Stored data entries:
-------------------------
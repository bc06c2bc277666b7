//! Query builder.
//!
//! A [`Query`] is a single-use accumulator bound to one entity type and one
//! translator. Every call compiles its closure's expression immediately,
//! binding constants into the query's own [`Parameters`], and appends the
//! fragment to a clause buffer. [`Query::build`] assembles the statement once;
//! afterwards the query is frozen.
//!
//! ```ignore
//! let translator = Dialect::Postgres.translator();
//! let mut query = Query::<Order>::new(&cache, translator.as_ref())?;
//! query
//!     .filter(|o| o.col("Amount").gt(100))?
//!     .order_by_desc(|o| o.col("PlacedAt"))?
//!     .paginate(20, 3)?;
//! let sql = query.build();
//! ```

mod parts;


pub use parts::{QueryParts, SelectFormat};

use std::marker::PhantomData;

use tracing::debug;

use crate::ast::{EntityRef, Expr, JoinKind, SortOrder};
use crate::error::{WeaveError, WeaveResult};
use crate::schema::{Entity, SchemaCache};
use crate::transpiler::{Compiler, Parameters, SqlTranslator};

pub struct Query<'a, T: Entity> {
    cache: &'a SchemaCache,
    translator: &'a dyn SqlTranslator,
    entity: EntityRef,
    parts: QueryParts,
    params: Parameters,
    paged: bool,
    sql: Option<String>,
    _entity: PhantomData<fn() -> T>,
}

impl<'a, T: Entity> Query<'a, T> {
    pub fn new(cache: &'a SchemaCache, translator: &'a dyn SqlTranslator) -> WeaveResult<Self> {
        let table = cache.table::<T>()?;
        let parts = QueryParts::new(table.name(), translator.selectable_table(table.name()));
        Ok(Self {
            cache,
            translator,
            entity: EntityRef::new(table),
            parts,
            params: translator.new_parameters(),
            paged: false,
            sql: None,
            _entity: PhantomData,
        })
    }

    /// Handle to the queried entity's columns.
    pub fn entity(&self) -> &EntityRef {
        &self.entity
    }

    pub fn parts(&self) -> &QueryParts {
        &self.parts
    }

    pub fn parameters(&self) -> &Parameters {
        &self.params
    }

    pub fn is_built(&self) -> bool {
        self.sql.is_some()
    }

    fn ensure_open(&self) -> WeaveResult<()> {
        match self.sql {
            Some(_) => Err(WeaveError::AlreadyBuilt),
            None => Ok(()),
        }
    }

    fn compiler(&mut self) -> Compiler<'_> {
        Compiler::new(self.translator, &mut self.params)
    }

    /// Add to the select list. Tuples add one column per item.
    pub fn select(&mut self, f: impl FnOnce(&EntityRef) -> Expr) -> WeaveResult<&mut Self> {
        self.ensure_open()?;
        let expr = f(&self.entity);
        let sql = self.compiler().projection(expr)?;
        self.parts.push_column(&sql);
        Ok(self)
    }

    /// AND a condition into WHERE.
    pub fn filter(&mut self, f: impl FnOnce(&EntityRef) -> Expr) -> WeaveResult<&mut Self> {
        self.ensure_open()?;
        let expr = f(&self.entity);
        let sql = self.compiler().predicate(expr)?;
        self.parts.and_where(&sql);
        Ok(self)
    }

    /// OR a condition into WHERE.
    pub fn or(&mut self, f: impl FnOnce(&EntityRef) -> Expr) -> WeaveResult<&mut Self> {
        self.ensure_open()?;
        let expr = f(&self.entity);
        let sql = self.compiler().predicate(expr)?;
        self.parts.or_where(&sql);
        Ok(self)
    }

    pub fn group_by(&mut self, f: impl FnOnce(&EntityRef) -> Expr) -> WeaveResult<&mut Self> {
        self.ensure_open()?;
        let expr = f(&self.entity);
        let sql = self.compiler().projection(expr)?;
        self.parts.push_group_by(&sql);
        Ok(self)
    }

    pub fn having(&mut self, f: impl FnOnce(&EntityRef) -> Expr) -> WeaveResult<&mut Self> {
        self.ensure_open()?;
        let expr = f(&self.entity);
        let sql = self.compiler().predicate(expr)?;
        self.parts.and_having(&sql);
        Ok(self)
    }

    pub fn order_by(&mut self, f: impl FnOnce(&EntityRef) -> Expr) -> WeaveResult<&mut Self> {
        self.order(f, SortOrder::Asc)
    }

    pub fn order_by_desc(&mut self, f: impl FnOnce(&EntityRef) -> Expr) -> WeaveResult<&mut Self> {
        self.order(f, SortOrder::Desc)
    }

    fn order(&mut self, f: impl FnOnce(&EntityRef) -> Expr, order: SortOrder) -> WeaveResult<&mut Self> {
        self.ensure_open()?;
        let expr = f(&self.entity);
        let sql = self.compiler().ordering(expr, order)?;
        self.parts.push_order_by(&sql);
        Ok(self)
    }

    /// INNER JOIN `U` on a condition over the queried entity and `U`.
    pub fn join<U: Entity>(&mut self, f: impl FnOnce(&EntityRef, &EntityRef) -> Expr) -> WeaveResult<&mut Self> {
        self.join_entity::<U>(JoinKind::Inner, f)
    }

    pub fn left_join<U: Entity>(&mut self, f: impl FnOnce(&EntityRef, &EntityRef) -> Expr) -> WeaveResult<&mut Self> {
        self.join_entity::<U>(JoinKind::Left, f)
    }

    pub fn right_join<U: Entity>(&mut self, f: impl FnOnce(&EntityRef, &EntityRef) -> Expr) -> WeaveResult<&mut Self> {
        self.join_entity::<U>(JoinKind::Right, f)
    }

    /// INNER JOIN `V` on a condition over an already joined `U` and `V`.
    pub fn join_pair<U: Entity, V: Entity>(
        &mut self,
        f: impl FnOnce(&EntityRef, &EntityRef) -> Expr,
    ) -> WeaveResult<&mut Self> {
        self.join_pair_kind::<U, V>(JoinKind::Inner, f)
    }

    pub fn left_join_pair<U: Entity, V: Entity>(
        &mut self,
        f: impl FnOnce(&EntityRef, &EntityRef) -> Expr,
    ) -> WeaveResult<&mut Self> {
        self.join_pair_kind::<U, V>(JoinKind::Left, f)
    }

    pub fn right_join_pair<U: Entity, V: Entity>(
        &mut self,
        f: impl FnOnce(&EntityRef, &EntityRef) -> Expr,
    ) -> WeaveResult<&mut Self> {
        self.join_pair_kind::<U, V>(JoinKind::Right, f)
    }

    fn join_entity<U: Entity>(
        &mut self,
        kind: JoinKind,
        f: impl FnOnce(&EntityRef, &EntityRef) -> Expr,
    ) -> WeaveResult<&mut Self> {
        let right = EntityRef::new(self.cache.table::<U>()?);
        self.join_with(kind, self.entity.clone(), right, f)
    }

    fn join_pair_kind<U: Entity, V: Entity>(
        &mut self,
        kind: JoinKind,
        f: impl FnOnce(&EntityRef, &EntityRef) -> Expr,
    ) -> WeaveResult<&mut Self> {
        let left = EntityRef::new(self.cache.table::<U>()?);
        let right = EntityRef::new(self.cache.table::<V>()?);
        self.join_with(kind, left, right, f)
    }

    fn join_with(
        &mut self,
        kind: JoinKind,
        left: EntityRef,
        right: EntityRef,
        f: impl FnOnce(&EntityRef, &EntityRef) -> Expr,
    ) -> WeaveResult<&mut Self> {
        self.ensure_open()?;
        let on = self.compiler().predicate(f(&left, &right))?;
        let target = self.translator.selectable_table(right.table().name());
        self.parts
            .from_clause
            .push_str(&format!(" {} {} ON {}", kind.keyword(), target, on));
        Ok(self)
    }

    /// Limit the result to `n` rows.
    pub fn top(&mut self, n: u64) -> WeaveResult<&mut Self> {
        self.ensure_paging()?;
        self.translator.top(&mut self.parts, &mut self.params, n);
        Ok(self)
    }

    /// Return page `page` (1-based) of `size` rows.
    pub fn paginate(&mut self, size: u64, page: u64) -> WeaveResult<&mut Self> {
        self.ensure_paging()?;
        self.translator
            .paginate(&mut self.parts, &mut self.params, size, page);
        Ok(self)
    }

    fn ensure_paging(&mut self) -> WeaveResult<()> {
        self.ensure_open()?;
        if self.paged {
            return Err(WeaveError::PaginationConflict);
        }
        self.paged = true;
        Ok(())
    }

    /// Select `COUNT(*)` instead of the column list.
    pub fn count(&mut self) -> WeaveResult<&mut Self> {
        self.ensure_open()?;
        self.parts.select_format.count = true;
        Ok(self)
    }

    pub fn distinct(&mut self) -> WeaveResult<&mut Self> {
        self.ensure_open()?;
        self.parts.select_format.distinct = true;
        Ok(self)
    }

    /// Assemble the statement. Later calls return the same text.
    pub fn build(&mut self) -> String {
        if let Some(sql) = &self.sql {
            return sql.clone();
        }

        if self.parts.columns.trim().is_empty() {
            let table = self.entity.table();
            for field in table.fields() {
                let column = self.translator.column_ref(table.name(), &field.name);
                self.parts.push_column(&column);
            }
        }

        let sql = self.parts.assemble(self.translator.default_order_by());
        debug!(
            dialect = self.translator.name(),
            sql = %sql,
            params = self.params.len(),
            "built query"
        );
        self.sql = Some(sql.clone());
        sql
    }

    /// The built statement wrapped in the dialect's existence probe.
    pub fn exists(&mut self) -> String {
        let sql = self.build();
        self.translator.exists(&sql)
    }

    /// Build and hand over the statement with its parameters.
    pub fn into_parts(mut self) -> (String, Parameters) {
        let sql = self.build();
        (sql, self.params)
    }
}
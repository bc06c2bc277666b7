use std::any::TypeId;
use std::sync::Arc;

use dashmap::DashMap;

use super::{TableBuilder, TableDefinition};
use crate::error::WeaveResult;

/// A type with a registered table descriptor.
pub trait Entity: 'static {
    fn describe() -> TableBuilder;
}

/// Read-through cache of table definitions keyed by entity type.
///
/// Construct one at startup and pass it to the consumers. Concurrent first-time
/// population is safe: a thread that loses the insert race returns the winner's
/// definition, which is value-equal to its own.
#[derive(Debug, Default)]
pub struct SchemaCache {
    tables: DashMap<TypeId, Arc<TableDefinition>>,
}

impl SchemaCache {
    pub fn new() -> Self {
        Self::default()
    }

    /// Return the definition of `T`, describing it on first use.
    pub fn table<T: Entity>(&self) -> WeaveResult<Arc<TableDefinition>> {
        let key = TypeId::of::<T>();

        if let Some(table) = self.tables.get(&key) {
            return Ok(Arc::clone(table.value()));
        }

        let table = Arc::new(T::describe().build()?);
        tracing::debug!(
            "Describing entity '{}' as table '{}' ({} fields)",
            table.entity(),
            table.name(),
            table.fields().len()
        );

        let entry = self.tables.entry(key).or_insert(table);
        Ok(Arc::clone(entry.value()))
    }

    /// Number of cached entity types.
    pub fn len(&self) -> usize {
        self.tables.len()
    }

    pub fn is_empty(&self) -> bool {
        self.tables.is_empty()
    }
}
-------------------------
# Problem to solve
From the data above, copy each line that holds "TableBuilder".

# Exercise result
use super::{TableBuilder, TableDefinition};
    fn describe() -> TableBuilder;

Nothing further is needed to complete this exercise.